### What needs to be done
Repeat exactly, please, the opening lines of the data below, through and including the line where "pub struct HeaderName" sits.

### Task data
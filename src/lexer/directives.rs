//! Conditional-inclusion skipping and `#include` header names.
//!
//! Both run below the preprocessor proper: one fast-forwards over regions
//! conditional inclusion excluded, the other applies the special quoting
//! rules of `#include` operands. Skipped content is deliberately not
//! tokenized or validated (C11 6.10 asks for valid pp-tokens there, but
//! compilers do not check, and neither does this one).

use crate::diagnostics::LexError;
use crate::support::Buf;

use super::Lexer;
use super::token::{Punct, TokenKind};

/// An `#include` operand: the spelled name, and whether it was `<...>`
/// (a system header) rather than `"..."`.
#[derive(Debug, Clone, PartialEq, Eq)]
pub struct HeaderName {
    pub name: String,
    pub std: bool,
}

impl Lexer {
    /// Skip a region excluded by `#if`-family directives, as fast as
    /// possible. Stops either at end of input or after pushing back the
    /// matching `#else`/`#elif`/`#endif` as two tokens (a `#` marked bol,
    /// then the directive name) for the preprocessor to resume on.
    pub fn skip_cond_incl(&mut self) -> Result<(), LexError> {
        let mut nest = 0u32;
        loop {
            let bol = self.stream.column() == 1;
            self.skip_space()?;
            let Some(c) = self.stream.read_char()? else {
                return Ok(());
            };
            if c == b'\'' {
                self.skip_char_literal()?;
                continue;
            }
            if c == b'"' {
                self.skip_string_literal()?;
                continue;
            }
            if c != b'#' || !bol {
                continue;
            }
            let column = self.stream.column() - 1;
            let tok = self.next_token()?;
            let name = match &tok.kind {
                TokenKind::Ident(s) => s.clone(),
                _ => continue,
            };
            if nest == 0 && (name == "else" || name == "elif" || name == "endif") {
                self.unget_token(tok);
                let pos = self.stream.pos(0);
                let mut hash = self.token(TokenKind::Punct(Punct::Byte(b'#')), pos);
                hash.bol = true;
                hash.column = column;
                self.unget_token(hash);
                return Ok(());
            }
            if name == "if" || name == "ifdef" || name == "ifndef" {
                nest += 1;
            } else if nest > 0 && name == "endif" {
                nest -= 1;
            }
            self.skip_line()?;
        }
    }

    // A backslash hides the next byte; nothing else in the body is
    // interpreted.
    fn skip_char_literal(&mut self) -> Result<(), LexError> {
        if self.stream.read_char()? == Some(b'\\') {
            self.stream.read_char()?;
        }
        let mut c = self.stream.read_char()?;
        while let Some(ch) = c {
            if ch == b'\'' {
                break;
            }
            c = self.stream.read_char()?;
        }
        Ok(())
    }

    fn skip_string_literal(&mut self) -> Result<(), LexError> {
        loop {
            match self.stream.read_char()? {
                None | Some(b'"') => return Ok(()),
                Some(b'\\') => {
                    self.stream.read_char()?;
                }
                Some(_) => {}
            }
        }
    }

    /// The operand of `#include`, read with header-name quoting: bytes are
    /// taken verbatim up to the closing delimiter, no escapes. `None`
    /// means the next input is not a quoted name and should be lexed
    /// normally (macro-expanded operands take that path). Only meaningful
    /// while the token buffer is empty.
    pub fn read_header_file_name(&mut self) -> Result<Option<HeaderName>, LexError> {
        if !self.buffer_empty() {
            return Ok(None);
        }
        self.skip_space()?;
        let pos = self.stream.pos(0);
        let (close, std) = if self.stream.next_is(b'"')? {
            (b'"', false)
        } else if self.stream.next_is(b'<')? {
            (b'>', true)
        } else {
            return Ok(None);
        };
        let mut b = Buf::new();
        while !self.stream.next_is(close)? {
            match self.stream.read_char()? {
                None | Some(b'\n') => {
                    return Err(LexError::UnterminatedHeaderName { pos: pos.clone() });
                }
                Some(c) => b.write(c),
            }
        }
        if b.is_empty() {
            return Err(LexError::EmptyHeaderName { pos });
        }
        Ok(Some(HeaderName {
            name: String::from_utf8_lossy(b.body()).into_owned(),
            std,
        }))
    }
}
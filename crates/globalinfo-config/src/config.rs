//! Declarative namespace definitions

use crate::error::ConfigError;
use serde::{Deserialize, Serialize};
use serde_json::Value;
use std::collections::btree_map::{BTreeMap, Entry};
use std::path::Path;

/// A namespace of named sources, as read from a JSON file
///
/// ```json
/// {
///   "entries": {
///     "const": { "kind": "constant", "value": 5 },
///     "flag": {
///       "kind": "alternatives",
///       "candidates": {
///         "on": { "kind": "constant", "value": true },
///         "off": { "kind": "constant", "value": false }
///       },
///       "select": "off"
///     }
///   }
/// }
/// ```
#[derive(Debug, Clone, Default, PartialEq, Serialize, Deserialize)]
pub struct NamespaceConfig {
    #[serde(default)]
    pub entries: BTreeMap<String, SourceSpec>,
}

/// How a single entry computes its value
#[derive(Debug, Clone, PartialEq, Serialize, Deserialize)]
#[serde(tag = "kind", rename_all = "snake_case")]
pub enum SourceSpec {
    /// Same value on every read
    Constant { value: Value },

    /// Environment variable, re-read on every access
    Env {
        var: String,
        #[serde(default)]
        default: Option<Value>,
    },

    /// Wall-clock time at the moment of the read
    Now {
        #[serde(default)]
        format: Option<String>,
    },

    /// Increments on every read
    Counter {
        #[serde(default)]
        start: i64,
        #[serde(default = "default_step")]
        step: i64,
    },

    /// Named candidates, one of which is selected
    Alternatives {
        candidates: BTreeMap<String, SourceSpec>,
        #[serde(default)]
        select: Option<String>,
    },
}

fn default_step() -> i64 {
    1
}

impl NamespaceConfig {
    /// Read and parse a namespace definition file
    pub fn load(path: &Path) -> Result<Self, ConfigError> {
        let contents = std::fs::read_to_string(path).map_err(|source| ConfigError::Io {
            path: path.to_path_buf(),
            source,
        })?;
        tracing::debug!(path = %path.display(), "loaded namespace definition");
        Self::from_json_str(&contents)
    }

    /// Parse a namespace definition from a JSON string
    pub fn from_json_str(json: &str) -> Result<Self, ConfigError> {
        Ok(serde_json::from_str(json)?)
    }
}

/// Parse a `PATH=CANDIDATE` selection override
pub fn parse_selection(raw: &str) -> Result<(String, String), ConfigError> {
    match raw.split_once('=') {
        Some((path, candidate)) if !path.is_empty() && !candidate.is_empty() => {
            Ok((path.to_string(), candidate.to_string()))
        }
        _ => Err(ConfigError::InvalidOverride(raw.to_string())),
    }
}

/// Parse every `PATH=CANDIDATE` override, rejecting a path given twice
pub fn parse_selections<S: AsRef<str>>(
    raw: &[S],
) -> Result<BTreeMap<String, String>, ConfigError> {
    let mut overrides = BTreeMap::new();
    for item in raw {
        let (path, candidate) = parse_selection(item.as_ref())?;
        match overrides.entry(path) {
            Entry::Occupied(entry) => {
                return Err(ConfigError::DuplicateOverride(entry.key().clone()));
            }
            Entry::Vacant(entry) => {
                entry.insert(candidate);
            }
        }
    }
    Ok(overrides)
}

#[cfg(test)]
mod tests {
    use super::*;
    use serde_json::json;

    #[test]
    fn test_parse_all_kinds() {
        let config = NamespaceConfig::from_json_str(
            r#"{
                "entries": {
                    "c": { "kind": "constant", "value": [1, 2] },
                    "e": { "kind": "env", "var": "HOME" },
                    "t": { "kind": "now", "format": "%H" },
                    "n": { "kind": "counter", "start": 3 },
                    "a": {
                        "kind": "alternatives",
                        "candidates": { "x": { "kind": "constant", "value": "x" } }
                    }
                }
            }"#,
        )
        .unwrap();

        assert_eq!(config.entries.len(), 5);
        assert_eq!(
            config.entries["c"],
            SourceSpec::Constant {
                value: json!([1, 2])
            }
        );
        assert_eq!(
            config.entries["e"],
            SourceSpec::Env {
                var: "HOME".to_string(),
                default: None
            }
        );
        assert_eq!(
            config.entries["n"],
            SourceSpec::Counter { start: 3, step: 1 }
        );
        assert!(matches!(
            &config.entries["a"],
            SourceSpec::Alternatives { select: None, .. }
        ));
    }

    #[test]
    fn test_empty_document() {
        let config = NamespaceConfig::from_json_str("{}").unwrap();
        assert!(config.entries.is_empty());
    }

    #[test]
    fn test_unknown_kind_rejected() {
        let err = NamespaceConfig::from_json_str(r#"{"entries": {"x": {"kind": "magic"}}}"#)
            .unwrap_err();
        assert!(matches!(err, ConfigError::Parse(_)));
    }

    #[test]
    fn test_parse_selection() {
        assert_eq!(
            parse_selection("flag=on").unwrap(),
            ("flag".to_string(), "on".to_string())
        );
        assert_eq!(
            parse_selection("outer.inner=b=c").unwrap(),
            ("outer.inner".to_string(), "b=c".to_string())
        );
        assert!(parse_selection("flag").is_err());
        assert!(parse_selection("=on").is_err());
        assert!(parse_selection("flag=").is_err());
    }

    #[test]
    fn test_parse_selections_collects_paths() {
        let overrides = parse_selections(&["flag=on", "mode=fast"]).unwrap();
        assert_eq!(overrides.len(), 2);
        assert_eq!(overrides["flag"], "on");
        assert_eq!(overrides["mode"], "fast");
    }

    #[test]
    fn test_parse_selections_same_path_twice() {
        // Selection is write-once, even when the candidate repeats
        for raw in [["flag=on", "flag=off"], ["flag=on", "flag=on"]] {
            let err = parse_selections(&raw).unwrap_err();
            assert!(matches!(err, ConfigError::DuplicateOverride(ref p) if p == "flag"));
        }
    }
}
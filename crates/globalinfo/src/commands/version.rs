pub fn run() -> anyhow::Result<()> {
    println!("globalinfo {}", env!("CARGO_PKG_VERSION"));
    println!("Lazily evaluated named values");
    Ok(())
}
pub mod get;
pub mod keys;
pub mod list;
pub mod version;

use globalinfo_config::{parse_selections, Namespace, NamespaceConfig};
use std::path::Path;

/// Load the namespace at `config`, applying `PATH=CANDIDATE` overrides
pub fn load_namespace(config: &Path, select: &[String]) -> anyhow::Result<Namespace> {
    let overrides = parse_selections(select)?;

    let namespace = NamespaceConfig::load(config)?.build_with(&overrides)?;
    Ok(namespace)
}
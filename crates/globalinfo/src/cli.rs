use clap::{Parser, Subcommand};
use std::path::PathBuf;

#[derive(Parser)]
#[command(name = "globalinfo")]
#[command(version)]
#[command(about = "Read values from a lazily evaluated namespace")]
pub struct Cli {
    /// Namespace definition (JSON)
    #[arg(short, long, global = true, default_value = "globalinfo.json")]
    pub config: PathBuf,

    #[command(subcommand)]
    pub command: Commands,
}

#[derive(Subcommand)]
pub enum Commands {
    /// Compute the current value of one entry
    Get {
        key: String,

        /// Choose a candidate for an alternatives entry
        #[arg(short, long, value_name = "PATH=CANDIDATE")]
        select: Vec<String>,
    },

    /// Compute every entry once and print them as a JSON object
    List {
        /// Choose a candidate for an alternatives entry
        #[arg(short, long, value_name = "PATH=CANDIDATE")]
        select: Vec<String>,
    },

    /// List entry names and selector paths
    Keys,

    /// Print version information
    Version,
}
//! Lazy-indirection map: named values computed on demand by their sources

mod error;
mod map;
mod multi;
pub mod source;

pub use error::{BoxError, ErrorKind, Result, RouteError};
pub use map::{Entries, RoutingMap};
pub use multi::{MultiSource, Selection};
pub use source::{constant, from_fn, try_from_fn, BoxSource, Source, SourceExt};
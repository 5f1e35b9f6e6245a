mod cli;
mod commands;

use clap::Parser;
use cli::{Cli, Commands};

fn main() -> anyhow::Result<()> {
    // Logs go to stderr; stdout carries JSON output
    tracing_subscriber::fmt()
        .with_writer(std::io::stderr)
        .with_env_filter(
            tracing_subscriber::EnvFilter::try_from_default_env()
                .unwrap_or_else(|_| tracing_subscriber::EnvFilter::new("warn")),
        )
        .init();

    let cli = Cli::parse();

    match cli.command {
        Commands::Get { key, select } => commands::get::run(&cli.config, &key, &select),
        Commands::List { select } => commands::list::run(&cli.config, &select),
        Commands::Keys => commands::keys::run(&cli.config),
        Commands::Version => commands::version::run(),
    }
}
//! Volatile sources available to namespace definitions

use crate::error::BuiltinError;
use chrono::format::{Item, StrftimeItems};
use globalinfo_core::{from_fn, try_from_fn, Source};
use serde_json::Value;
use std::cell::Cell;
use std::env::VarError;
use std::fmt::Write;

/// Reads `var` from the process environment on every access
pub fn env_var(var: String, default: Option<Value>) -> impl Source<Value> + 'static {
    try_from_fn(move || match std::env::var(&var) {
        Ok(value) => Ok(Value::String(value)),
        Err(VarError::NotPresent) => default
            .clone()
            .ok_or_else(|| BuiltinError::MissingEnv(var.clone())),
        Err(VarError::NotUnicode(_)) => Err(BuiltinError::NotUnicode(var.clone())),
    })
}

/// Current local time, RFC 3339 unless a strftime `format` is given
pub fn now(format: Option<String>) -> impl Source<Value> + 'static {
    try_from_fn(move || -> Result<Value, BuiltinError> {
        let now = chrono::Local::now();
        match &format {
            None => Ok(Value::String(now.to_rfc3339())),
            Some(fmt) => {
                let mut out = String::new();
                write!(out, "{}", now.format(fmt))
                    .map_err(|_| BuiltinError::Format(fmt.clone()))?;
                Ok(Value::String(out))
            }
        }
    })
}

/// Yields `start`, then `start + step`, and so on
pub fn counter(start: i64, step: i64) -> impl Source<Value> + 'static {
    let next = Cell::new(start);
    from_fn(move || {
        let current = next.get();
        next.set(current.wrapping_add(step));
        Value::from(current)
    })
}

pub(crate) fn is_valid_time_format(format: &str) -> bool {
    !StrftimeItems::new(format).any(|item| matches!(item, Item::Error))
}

### Problem solution
filename src/lexer/directives.rs
//! Conditional-inclusion skipping and `#include` header names.
//!
//! Both run below the preprocessor proper: one fast-forwards over regions
//! conditional inclusion excluded, the other applies the special quoting
//! rules of `#include` operands. Skipped content is deliberately not
//! tokenized or validated (C11 6.10 asks for valid pp-tokens there, but
//! compilers do not check, and neither does this one).

use crate::diagnostics::LexError;
use crate::support::Buf;

use super::Lexer;
use super::token::{Punct, TokenKind};

/// An `#include` operand: the spelled name, and whether it was `<...>`
/// (a system header) rather than `"..."`.
#[derive(Debug, Clone, PartialEq, Eq)]
pub struct HeaderName {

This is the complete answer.